§ THE PROBLEM
In the entries below, count every line that has the string "BTreeMap", and answer with that count alone.

(Collected data entries)
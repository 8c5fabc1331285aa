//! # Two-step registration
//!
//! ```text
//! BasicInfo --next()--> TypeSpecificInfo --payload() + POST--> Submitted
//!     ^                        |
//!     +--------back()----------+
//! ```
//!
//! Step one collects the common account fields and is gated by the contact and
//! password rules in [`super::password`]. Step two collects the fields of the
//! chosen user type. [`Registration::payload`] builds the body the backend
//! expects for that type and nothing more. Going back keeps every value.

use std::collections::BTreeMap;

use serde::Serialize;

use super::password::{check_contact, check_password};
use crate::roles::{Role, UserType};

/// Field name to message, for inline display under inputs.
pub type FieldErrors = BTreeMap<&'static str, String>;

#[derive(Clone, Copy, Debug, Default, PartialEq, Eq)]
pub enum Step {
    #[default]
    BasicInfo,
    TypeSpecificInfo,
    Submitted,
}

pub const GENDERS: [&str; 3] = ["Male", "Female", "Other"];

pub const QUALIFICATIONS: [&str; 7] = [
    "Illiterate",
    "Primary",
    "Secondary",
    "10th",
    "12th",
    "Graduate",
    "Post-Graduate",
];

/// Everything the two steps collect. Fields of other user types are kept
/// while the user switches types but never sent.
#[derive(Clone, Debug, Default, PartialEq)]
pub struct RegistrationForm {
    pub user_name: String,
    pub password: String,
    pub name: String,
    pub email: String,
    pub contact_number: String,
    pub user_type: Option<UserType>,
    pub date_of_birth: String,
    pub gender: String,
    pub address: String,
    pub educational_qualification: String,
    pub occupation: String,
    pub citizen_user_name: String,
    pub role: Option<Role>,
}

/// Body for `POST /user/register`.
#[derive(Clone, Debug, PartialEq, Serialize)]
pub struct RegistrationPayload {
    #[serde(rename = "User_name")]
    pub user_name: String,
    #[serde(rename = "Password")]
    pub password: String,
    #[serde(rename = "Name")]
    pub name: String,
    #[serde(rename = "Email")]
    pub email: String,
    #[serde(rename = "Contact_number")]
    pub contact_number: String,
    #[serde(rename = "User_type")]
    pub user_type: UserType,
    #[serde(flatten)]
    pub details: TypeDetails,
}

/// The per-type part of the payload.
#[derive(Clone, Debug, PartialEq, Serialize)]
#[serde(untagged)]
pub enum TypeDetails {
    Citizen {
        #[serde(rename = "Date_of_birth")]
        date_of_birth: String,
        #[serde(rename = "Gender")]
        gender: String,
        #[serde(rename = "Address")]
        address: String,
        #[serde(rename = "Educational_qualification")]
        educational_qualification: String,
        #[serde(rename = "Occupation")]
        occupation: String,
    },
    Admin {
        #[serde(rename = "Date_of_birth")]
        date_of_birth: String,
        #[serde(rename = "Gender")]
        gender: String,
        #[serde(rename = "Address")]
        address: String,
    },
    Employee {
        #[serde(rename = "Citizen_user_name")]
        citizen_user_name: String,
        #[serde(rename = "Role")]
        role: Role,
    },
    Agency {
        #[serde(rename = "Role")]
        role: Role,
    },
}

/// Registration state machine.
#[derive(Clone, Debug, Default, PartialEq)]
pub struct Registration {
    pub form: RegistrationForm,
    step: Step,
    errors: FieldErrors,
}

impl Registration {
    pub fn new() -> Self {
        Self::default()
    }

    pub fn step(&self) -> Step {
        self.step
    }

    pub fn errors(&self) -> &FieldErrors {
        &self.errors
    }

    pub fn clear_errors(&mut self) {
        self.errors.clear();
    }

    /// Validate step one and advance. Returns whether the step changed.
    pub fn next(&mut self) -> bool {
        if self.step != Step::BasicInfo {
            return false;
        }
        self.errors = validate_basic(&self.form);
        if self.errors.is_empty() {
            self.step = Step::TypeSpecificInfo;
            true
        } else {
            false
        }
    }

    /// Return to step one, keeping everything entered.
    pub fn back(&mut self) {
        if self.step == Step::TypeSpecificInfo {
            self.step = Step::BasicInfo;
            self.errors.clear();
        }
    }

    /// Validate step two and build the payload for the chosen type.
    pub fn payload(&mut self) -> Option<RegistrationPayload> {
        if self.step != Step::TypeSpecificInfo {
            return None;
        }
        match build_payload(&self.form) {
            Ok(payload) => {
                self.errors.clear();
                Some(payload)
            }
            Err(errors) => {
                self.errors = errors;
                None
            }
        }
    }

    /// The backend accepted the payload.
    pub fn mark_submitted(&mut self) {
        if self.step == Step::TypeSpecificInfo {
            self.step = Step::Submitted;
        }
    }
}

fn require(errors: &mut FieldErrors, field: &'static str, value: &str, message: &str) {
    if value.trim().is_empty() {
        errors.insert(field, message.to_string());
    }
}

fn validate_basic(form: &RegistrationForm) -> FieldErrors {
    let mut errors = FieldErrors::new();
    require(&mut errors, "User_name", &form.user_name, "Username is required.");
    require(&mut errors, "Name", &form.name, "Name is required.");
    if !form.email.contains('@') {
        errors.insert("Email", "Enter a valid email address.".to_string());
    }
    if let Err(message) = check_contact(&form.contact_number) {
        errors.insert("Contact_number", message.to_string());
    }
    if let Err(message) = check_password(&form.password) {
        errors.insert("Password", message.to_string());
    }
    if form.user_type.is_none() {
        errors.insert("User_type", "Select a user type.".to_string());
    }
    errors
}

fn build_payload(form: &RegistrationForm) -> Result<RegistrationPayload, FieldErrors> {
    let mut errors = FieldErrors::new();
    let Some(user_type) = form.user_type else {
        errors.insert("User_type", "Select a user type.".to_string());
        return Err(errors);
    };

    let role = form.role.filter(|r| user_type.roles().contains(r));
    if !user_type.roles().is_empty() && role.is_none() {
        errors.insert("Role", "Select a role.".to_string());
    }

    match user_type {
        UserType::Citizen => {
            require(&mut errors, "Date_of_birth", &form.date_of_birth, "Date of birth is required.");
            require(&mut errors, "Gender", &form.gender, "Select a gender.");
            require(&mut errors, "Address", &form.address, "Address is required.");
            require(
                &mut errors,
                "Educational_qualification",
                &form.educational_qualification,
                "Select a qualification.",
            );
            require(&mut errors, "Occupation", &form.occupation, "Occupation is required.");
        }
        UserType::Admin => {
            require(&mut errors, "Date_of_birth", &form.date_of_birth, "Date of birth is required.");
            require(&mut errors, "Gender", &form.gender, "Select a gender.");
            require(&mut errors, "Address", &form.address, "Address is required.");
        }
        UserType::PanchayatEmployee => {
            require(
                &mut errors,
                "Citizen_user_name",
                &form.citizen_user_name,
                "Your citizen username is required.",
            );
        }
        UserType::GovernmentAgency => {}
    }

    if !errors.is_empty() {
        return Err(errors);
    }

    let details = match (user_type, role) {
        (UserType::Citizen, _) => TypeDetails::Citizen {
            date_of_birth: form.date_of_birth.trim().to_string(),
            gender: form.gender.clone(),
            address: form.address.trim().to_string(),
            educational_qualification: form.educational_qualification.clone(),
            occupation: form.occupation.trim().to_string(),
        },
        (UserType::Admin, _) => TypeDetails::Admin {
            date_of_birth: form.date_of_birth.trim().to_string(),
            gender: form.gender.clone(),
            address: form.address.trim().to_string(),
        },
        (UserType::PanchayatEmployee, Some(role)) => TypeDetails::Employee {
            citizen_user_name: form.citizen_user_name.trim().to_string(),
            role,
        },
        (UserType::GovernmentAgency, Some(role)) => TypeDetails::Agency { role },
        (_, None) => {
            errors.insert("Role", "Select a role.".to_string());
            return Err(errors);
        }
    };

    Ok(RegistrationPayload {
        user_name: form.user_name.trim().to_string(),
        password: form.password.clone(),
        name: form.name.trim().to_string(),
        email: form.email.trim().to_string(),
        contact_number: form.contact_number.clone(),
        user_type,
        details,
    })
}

...

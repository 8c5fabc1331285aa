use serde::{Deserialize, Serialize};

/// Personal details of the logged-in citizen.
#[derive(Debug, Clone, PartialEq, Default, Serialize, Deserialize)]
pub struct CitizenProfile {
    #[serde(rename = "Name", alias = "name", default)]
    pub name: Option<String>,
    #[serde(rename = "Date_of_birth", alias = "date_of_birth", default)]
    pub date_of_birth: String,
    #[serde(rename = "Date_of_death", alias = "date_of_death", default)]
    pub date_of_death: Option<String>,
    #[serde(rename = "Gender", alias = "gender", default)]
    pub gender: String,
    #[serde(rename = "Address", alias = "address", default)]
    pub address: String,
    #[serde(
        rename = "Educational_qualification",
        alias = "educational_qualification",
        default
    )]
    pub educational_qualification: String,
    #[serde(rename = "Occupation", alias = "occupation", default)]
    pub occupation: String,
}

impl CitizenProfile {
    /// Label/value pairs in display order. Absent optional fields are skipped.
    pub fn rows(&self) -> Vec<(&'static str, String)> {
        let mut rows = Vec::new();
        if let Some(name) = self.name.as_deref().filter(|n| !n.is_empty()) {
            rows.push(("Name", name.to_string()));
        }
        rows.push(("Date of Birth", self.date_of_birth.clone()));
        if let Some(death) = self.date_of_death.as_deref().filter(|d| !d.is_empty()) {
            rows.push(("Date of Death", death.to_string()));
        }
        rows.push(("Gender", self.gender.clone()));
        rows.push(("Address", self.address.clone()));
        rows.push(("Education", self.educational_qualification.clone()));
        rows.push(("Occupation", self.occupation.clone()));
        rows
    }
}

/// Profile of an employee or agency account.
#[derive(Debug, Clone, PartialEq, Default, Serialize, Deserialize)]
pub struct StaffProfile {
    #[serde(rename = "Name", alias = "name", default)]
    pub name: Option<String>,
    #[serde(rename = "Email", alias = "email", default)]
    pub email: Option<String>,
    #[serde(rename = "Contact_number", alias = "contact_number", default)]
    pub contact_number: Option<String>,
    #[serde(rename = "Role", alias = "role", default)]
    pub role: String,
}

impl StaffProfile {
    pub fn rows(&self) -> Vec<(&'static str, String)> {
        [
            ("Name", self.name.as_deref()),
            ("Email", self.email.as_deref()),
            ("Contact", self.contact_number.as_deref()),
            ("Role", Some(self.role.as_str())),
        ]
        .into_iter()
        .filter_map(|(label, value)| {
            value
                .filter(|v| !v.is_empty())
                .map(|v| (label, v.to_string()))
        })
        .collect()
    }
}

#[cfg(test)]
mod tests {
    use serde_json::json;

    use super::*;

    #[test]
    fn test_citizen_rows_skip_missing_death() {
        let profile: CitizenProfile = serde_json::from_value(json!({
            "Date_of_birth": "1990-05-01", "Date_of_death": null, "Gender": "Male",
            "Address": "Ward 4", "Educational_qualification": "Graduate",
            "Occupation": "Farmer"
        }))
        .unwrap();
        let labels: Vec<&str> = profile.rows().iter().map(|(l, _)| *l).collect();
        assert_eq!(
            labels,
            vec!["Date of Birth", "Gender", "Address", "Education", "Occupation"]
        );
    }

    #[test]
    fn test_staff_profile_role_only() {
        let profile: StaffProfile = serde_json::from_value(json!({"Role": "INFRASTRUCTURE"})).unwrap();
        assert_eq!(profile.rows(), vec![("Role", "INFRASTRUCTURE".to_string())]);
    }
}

...

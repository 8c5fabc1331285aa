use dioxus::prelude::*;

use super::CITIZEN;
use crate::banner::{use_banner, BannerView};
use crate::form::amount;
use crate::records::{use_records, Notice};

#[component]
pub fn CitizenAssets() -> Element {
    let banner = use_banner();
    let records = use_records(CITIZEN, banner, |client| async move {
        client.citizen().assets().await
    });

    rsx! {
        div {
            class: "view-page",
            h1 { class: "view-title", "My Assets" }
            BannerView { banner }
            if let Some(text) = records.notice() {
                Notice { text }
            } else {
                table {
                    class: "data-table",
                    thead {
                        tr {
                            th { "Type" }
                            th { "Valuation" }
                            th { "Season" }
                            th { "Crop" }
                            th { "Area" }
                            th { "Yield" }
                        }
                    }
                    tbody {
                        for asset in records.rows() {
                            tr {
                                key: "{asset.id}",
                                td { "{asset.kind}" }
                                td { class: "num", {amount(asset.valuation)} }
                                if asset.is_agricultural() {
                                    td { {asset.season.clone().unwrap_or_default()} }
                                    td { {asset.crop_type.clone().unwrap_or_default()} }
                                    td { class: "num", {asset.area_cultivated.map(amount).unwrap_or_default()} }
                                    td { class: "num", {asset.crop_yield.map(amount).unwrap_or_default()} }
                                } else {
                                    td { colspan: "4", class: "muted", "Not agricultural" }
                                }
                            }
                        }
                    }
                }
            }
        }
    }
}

§ RESPONSE AREA
2